Jumat, 08 Mei 2026

Mengejar Dunia

[ Mengejar Dunia ]

Sebagian orang mengartikan mengejar dunia itu dengan segala aktifitas bersungguh-sungguh dalam bekerja atau berbisnis. Misalnya lembur kejar deadline, bekerja sampai larut malam di proyek atau site, lembur mengerjakan pesanan customer, dsb. 

Yang benar mengejar dunia adalah bagi yang mengusahakannya dan membelanjakannya tanpa hak. Mari kita lihat perkataan Sa'id ibn Al Musayyab rahimahullah, 

أن الدنيا نذلة وهي إلى كل نذل أميل وأنذل منها من أخذها بغير حقها وطلبها بغير وجهها ووضعها في غير سبيلها

"Dunia ini penuh dengan kekejian, dan dunia akan condong mendatangi kepada setiap orang yang bejat. Diantaranya :
(1) orang yang mengambil yang bukan haknya
(2) mencarinya dengan cara yang tidak pada tempatnya 
(3) menggunakannya tidak pada jalannya"

Sehingga mereka yang lembur kerja, selama tidak melalaikan shalat, apalagi harta perolehannya ia gunakan untuk nafkah anak istri bahkan sebagiannya ia donasikan untuk dakwah, bahkan dipakai membangun misalnya sekolah tahfizh yang terjangkau, ini sama sekali tidak mengejar dunia. 

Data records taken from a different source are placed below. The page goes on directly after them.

//! Structured log records and the `tracing` layer that produces them.

use std::collections::BTreeMap;
use std::fmt;

use serde::{Deserialize, Serialize};
use tracing::field::{Field, Visit};
use tracing::{Event, Subscriber};
use tracing_subscriber::filter::LevelFilter;
use tracing_subscriber::layer::{Context, SubscriberExt};
use tracing_subscriber::Layer;

use crate::sink::{LogSink, StderrSink};

/// Log level for structured logs.
#[derive(Debug, Clone, Copy, PartialEq, Eq, PartialOrd, Ord, Serialize, Deserialize, Default)]
#[serde(rename_all = "lowercase")]
pub enum LogLevel {
    Trace,
    Debug,
    #[default]
    Info,
    Warn,
    Error,
}

impl fmt::Display for LogLevel {
    fn fmt(&self, f: &mut fmt::Formatter<'_>) -> fmt::Result {
        match self {
            Self::Trace => write!(f, "TRACE"),
            Self::Debug => write!(f, "DEBUG"),
            Self::Info => write!(f, "INFO"),
            Self::Warn => write!(f, "WARN"),
            Self::Error => write!(f, "ERROR"),
        }
    }
}

impl From<tracing::Level> for LogLevel {
    fn from(level: tracing::Level) -> Self {
        match level {
            tracing::Level::TRACE => Self::Trace,
            tracing::Level::DEBUG => Self::Debug,
            tracing::Level::INFO => Self::Info,
            tracing::Level::WARN => Self::Warn,
            tracing::Level::ERROR => Self::Error,
        }
    }
}

impl From<LogLevel> for LevelFilter {
    fn from(level: LogLevel) -> Self {
        match level {
            LogLevel::Trace => LevelFilter::TRACE,
            LogLevel::Debug => LevelFilter::DEBUG,
            LogLevel::Info => LevelFilter::INFO,
            LogLevel::Warn => LevelFilter::WARN,
            LogLevel::Error => LevelFilter::ERROR,
        }
    }
}

/// Output format for logs.
#[derive(Debug, Clone, Copy, PartialEq, Eq, Serialize, Deserialize, Default)]
#[serde(rename_all = "lowercase")]
pub enum LogFormat {
    /// JSON format (for log aggregation).
    #[default]
    Json,
    /// Human-readable format (for development).
    Human,
}

/// A structured log entry.
#[derive(Debug, Clone, Serialize)]
pub struct LogEntry {
    /// Log level.
    pub level: LogLevel,
    /// Log message.
    pub message: String,
    /// Module path of the event.
    pub target: String,
    /// Component name (widget, cli, ...).
    #[serde(skip_serializing_if = "Option::is_none")]
    pub component: Option<String>,
    /// Additional structured fields.
    #[serde(flatten)]
    pub fields: BTreeMap<String, serde_json::Value>,
    /// RFC 3339 wall-clock time.
    #[serde(skip_serializing_if = "Option::is_none")]
    pub timestamp: Option<String>,
}

impl LogEntry {
    /// Format as JSON string.
    pub fn to_json(&self) -> String {
        serde_json::to_string(self).unwrap_or_else(|_| self.message.clone())
    }

    /// Format as human-readable string.
    pub fn to_human(&self) -> String {
        let mut s = format!("[{}] {}", self.level, self.message);

        if !self.fields.is_empty() {
            s.push_str(" | ");
            let fields: Vec<String> = self
                .fields
                .iter()
                .map(|(k, v)| match v {
                    serde_json::Value::String(text) => format!("{}={}", k, text),
                    other => format!("{}={}", k, other),
                })
                .collect();
            s.push_str(&fields.join(" "));
        }

        s
    }

    /// Render in the given format.
    pub fn render(&self, format: LogFormat) -> String {
        match format {
            LogFormat::Json => self.to_json(),
            LogFormat::Human => self.to_human(),
        }
    }
}

/// Logging setup.
#[derive(Debug, Clone, PartialEq, Eq, Serialize, Deserialize)]
#[serde(default)]
pub struct LoggingConfig {
    /// Minimum level emitted.
    pub level: LogLevel,
    /// Output format.
    pub format: LogFormat,
    /// Component name stamped on every entry.
    pub component: Option<String>,
    /// Whether entries carry a timestamp.
    pub timestamps: bool,
}

impl Default for LoggingConfig {
    fn default() -> Self {
        Self {
            level: LogLevel::Info,
            format: LogFormat::Json,
            component: None,
            timestamps: true,
        }
    }
}

impl LoggingConfig {
    /// Set the component name.
    pub fn with_component(mut self, component: impl Into<String>) -> Self {
        self.component = Some(component.into());
        self
    }

    /// Set minimum log level.
    pub fn with_level(mut self, level: LogLevel) -> Self {
        self.level = level;
        self
    }

    /// Set output format.
    pub fn with_format(mut self, format: LogFormat) -> Self {
        self.format = format;
        self
    }
}

/// Error installing the global subscriber.
#[derive(Debug, thiserror::Error)]
pub enum LoggingError {
    #[error("a global tracing subscriber is already installed")]
    AlreadyInitialized,
}

/// `tracing` layer that renders events as [`LogEntry`] lines into a sink.
#[derive(Debug)]
pub struct StructuredLayer<S> {
    sink: S,
    format: LogFormat,
    component: Option<String>,
    timestamps: bool,
}

impl<S: LogSink> StructuredLayer<S> {
    /// Create a layer writing to `sink`.
    pub fn new(sink: S, config: &LoggingConfig) -> Self {
        Self {
            sink,
            format: config.format,
            component: config.component.clone(),
            timestamps: config.timestamps,
        }
    }

    /// Build the entry for an event.
    fn entry(&self, event: &Event<'_>) -> LogEntry {
        let meta = event.metadata();
        let mut visitor = FieldVisitor::default();
        event.record(&mut visitor);

        LogEntry {
            level: LogLevel::from(*meta.level()),
            message: visitor.message.unwrap_or_default(),
            target: meta.target().to_string(),
            component: self.component.clone(),
            fields: visitor.fields,
            timestamp: self
                .timestamps
                .then(|| chrono::Utc::now().to_rfc3339()),
        }
    }
}

impl<S, Sub> Layer<Sub> for StructuredLayer<S>
where
    S: LogSink,
    Sub: Subscriber,
{
    fn on_event(&self, event: &Event<'_>, _ctx: Context<'_, Sub>) {
        let entry = self.entry(event);
        self.sink.write(entry.level, &entry.render(self.format));
    }
}

/// Collects the message and fields of an event.
#[derive(Default)]
struct FieldVisitor {
    message: Option<String>,
    fields: BTreeMap<String, serde_json::Value>,
}

impl FieldVisitor {
    fn insert(&mut self, field: &Field, value: serde_json::Value) {
        if field.name() == "message" {
            self.message = Some(match value {
                serde_json::Value::String(s) => s,
                other => other.to_string(),
            });
        } else {
            self.fields.insert(field.name().to_string(), value);
        }
    }
}

impl Visit for FieldVisitor {
    fn record_str(&mut self, field: &Field, value: &str) {
        self.insert(field, serde_json::json!(value));
    }

    fn record_i64(&mut self, field: &Field, value: i64) {
        self.insert(field, serde_json::json!(value));
    }

    fn record_u64(&mut self, field: &Field, value: u64) {
        self.insert(field, serde_json::json!(value));
    }

    fn record_bool(&mut self, field: &Field, value: bool) {
        self.insert(field, serde_json::json!(value));
    }

    fn record_debug(&mut self, field: &Field, value: &dyn fmt::Debug) {
        self.insert(field, serde_json::json!(format!("{:?}", value)));
    }
}

/// Install the structured layer writing to stderr.
pub fn init(config: &LoggingConfig) -> Result<(), LoggingError> {
    init_with_sink(config, StderrSink)
}

/// Install the structured layer writing to `sink`.
pub fn init_with_sink<S: LogSink>(config: &LoggingConfig, sink: S) -> Result<(), LoggingError> {
    let layer = StructuredLayer::new(sink, config).with_filter(LevelFilter::from(config.level));
    let subscriber = tracing_subscriber::registry().with(layer);
    tracing::subscriber::set_global_default(subscriber)
        .map_err(|_| LoggingError::AlreadyInitialized)
}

Lebih jauh bahwa cinta dunia itu tempatnya di hati. Tidak bisa divonis secara zhahir. Bahkan bisa jadi tampilan dan casingnya saja yang zuhud tapi dihatinya ia adalah orang yang paling cinta dunia. 

Ibn Taimiyah rahimahullah berkata, 
فحرص الرجل على المال والشرف يوجب فساد الدين فأما مجرد الحب الذي في القلب إذا كان الإنسان يفعل ما أمره الله به ويترك ما نهى الله عنه ويخاف مقام ربه وينهى النفس عن الهوى فإن الله لا يعاقبه على مثل هذا إذا لم يكن معه عمل وجمع المال إذا قام بالواجبات فيه ولم يكتسبه من الحرام لا يعاقب عليه لكن إخراج فضول المال والاقتصار على الكفاية أفضل وأسلم وأفرغ للقلب وأجمع للهم وأنفع في الدنيا والآخرة

"Ketamakan manusia akan harta dan kehormatan menyebabkan rusaknya agamanya. Namun, sekedar cinta dunia di dalam hati, jika seseorang tetap berusaha melakukan apa yang diperintahkan Allah dan menghindari apa yang dilarang Allah, takut akan kedudukan Rabbnya, dan senantiasa menahan diri dari hawa nafsu, maka Allah tidak menghukumnya jika hal itu tidak disertai dengan amal perbuatan yang terlarang. Sekedar mengumpulkan kekayaan, jika seseorang tetap memenuhi kewajiban yang berkaitan dengannya dan tidak memperolehnya secara haram, maka ia tidak berdosa. Namun jika ia memberikan sebagian kekayaannya yang berlebih dan membatasi diri pada apa yang cukup maka itu lebih baik, lebih selamat, lebih menenangkan jiwa, lebih bermanfaat baginya di dunia dan akhirat."

Indikator paling mudah adalah walaupun lembur tetaplah memperhatikan shalat. Mathar al Warraq rahimahullah berkata, 

كانوا يبيعون ويشترون ولكن كان أحدهم إذا سمع النداء وميزانه في يده خفضه وأقبل إلى الصلاة

"Dahulu para salaf mereka berjual beli, tetapi jika salah seorang dari mereka mendengar seruan adzan dan sedang memegang timbangan di tangannya, ia akan meletakkan timbangannya dan bersegera untuk menunaikan shalat."